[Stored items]
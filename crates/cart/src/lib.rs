//! RocketShoes Cart - Shopping cart state for the storefront.
//!
//! # Architecture
//!
//! - [`manager`] - The Cart Manager: owns the cart, exposes add/remove/update
//! - [`inventory`] - Stock and product metadata from the inventory API
//! - [`storage`] - Key-value persistence store and cart snapshots
//! - [`persist`] - Writes each committed snapshot to the store
//! - [`notify`] - User-facing notices for rejected or failed operations
//!
//! Operations validate against the inventory, commit a new snapshot, and the
//! persister writes it out in the background. Nothing is returned to the
//! caller; outcomes are visible in the cart itself and through notices.
//!
//! # Example
//!
//! ```rust,ignore
//! use rocketshoes_cart::{CartConfig, FileStore, InventoryClient, TracingNotifier};
//!
//! let config = CartConfig::from_env()?;
//! let inventory = InventoryClient::new(&config.inventory)?;
//! let store = FileStore::new(&config.storage_path);
//!
//! let (cart, persister) = rocketshoes_cart::start(inventory, TracingNotifier, store, &config.cart_key);
//! cart.add_product(ProductId::new(1)).await;
//!
//! drop(cart);
//! persister.await?;
//! ```

#![cfg_attr(not(test), forbid(unsafe_code))]

pub mod config;
pub mod error;
pub mod inventory;
pub mod manager;
pub mod notify;
pub mod persist;
pub mod storage;

pub use config::{CartConfig, ConfigError, InventoryConfig};
pub use error::{CartError, CartOperation};
pub use inventory::{InventoryClient, InventoryError, InventoryService};
pub use manager::{CartManager, CartSnapshot};
pub use notify::{ChannelNotifier, Notice, Notifier, TracingNotifier};
pub use persist::CartPersister;
pub use storage::{FileStore, KeyValueStore, MemoryStore, StorageError, load_cart, save_cart};

use tokio::task::JoinHandle;

/// Restore the cart stored under `key` and start persisting its changes.
///
/// Returns the manager and the persister task. The task ends, after writing
/// the final snapshot, once every clone of the manager is dropped.
///
/// Must be called from within a tokio runtime.
pub fn start<I, N, S>(
    inventory: I,
    notifier: N,
    store: S,
    key: &str,
) -> (CartManager<I, N>, JoinHandle<()>)
where
    I: InventoryService,
    N: Notifier,
    S: KeyValueStore + 'static,
{
    let manager = CartManager::restore(inventory, notifier, &store, key);
    let persister = CartPersister::new(store, key, manager.subscribe()).spawn();
    (manager, persister)
}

→ **Task requirements**
All the entries above are to be transcribed without any alteration.

→ **Written solution**
filename crates/cart/src/lib.rs
//! RocketShoes Cart - Shopping cart state for the storefront.
//!
//! # Architecture
//!
//! - [`manager`] - The Cart Manager: owns the cart, exposes add/remove/update
//! - [`inventory`] - Stock and product metadata from the inventory API
//! - [`storage`] - Key-value persistence store and cart snapshots
//! - [`persist`] - Writes each committed snapshot to the store
//! - [`notify`] - User-facing notices for rejected or failed operations
//!
//! Operations validate against the inventory, commit a new snapshot, and the
//! persister writes it out in the background. Nothing is returned to the
//! caller; outcomes are visible in the cart itself and through notices.
//!
//! # Example
//!
//! ```rust,ignore
//! use rocketshoes_cart::{CartConfig, FileStore, InventoryClient, TracingNotifier};
//!
//! let config = CartConfig::from_env()?;
//! let inventory = InventoryClient::new(&config.inventory)?;
//! let store = FileStore::new(&config.storage_path);
//!
//! let (cart, persister) = rocketshoes_cart::start(inventory, TracingNotifier, store, &config.cart_key);
//! cart.add_product(ProductId::new(1)).await;
//!
//! drop(cart);
//! persister.await?;
//! ```

#![cfg_attr(not(test), forbid(unsafe_code))]

pub mod config;
pub mod error;
pub mod inventory;
pub mod manager;
pub mod notify;
pub mod persist;
pub mod storage;

pub use config::{CartConfig, ConfigError, InventoryConfig};
pub use error::{CartError, CartOperation};
pub use inventory::{InventoryClient, InventoryError, InventoryService};
pub use manager::{CartManager, CartSnapshot};
pub use notify::{ChannelNotifier, Notice, Notifier, TracingNotifier};
pub use persist::CartPersister;
pub use storage::{FileStore, KeyValueStore, MemoryStore, StorageError, load_cart, save_cart};

use tokio::task::JoinHandle;

/// Restore the cart stored under `key` and start persisting its changes.
///
/// Returns the manager and the persister task. The task ends, after writing
/// the final snapshot, once every clone of the manager is dropped.
///
/// Must be called from within a tokio runtime.
pub fn start<I, N, S>(
    inventory: I,
    notifier: N,
    store: S,
    key: &str,
) -> (CartManager<I, N>, JoinHandle<()>)
where
    I: InventoryService,
    N: Notifier,
    S: KeyValueStore + 'static,
{
    let manager = CartManager::restore(inventory, notifier, &store, key);
    let persister = CartPersister::new(store, key, manager.subscribe()).spawn();
    (manager, persister)
}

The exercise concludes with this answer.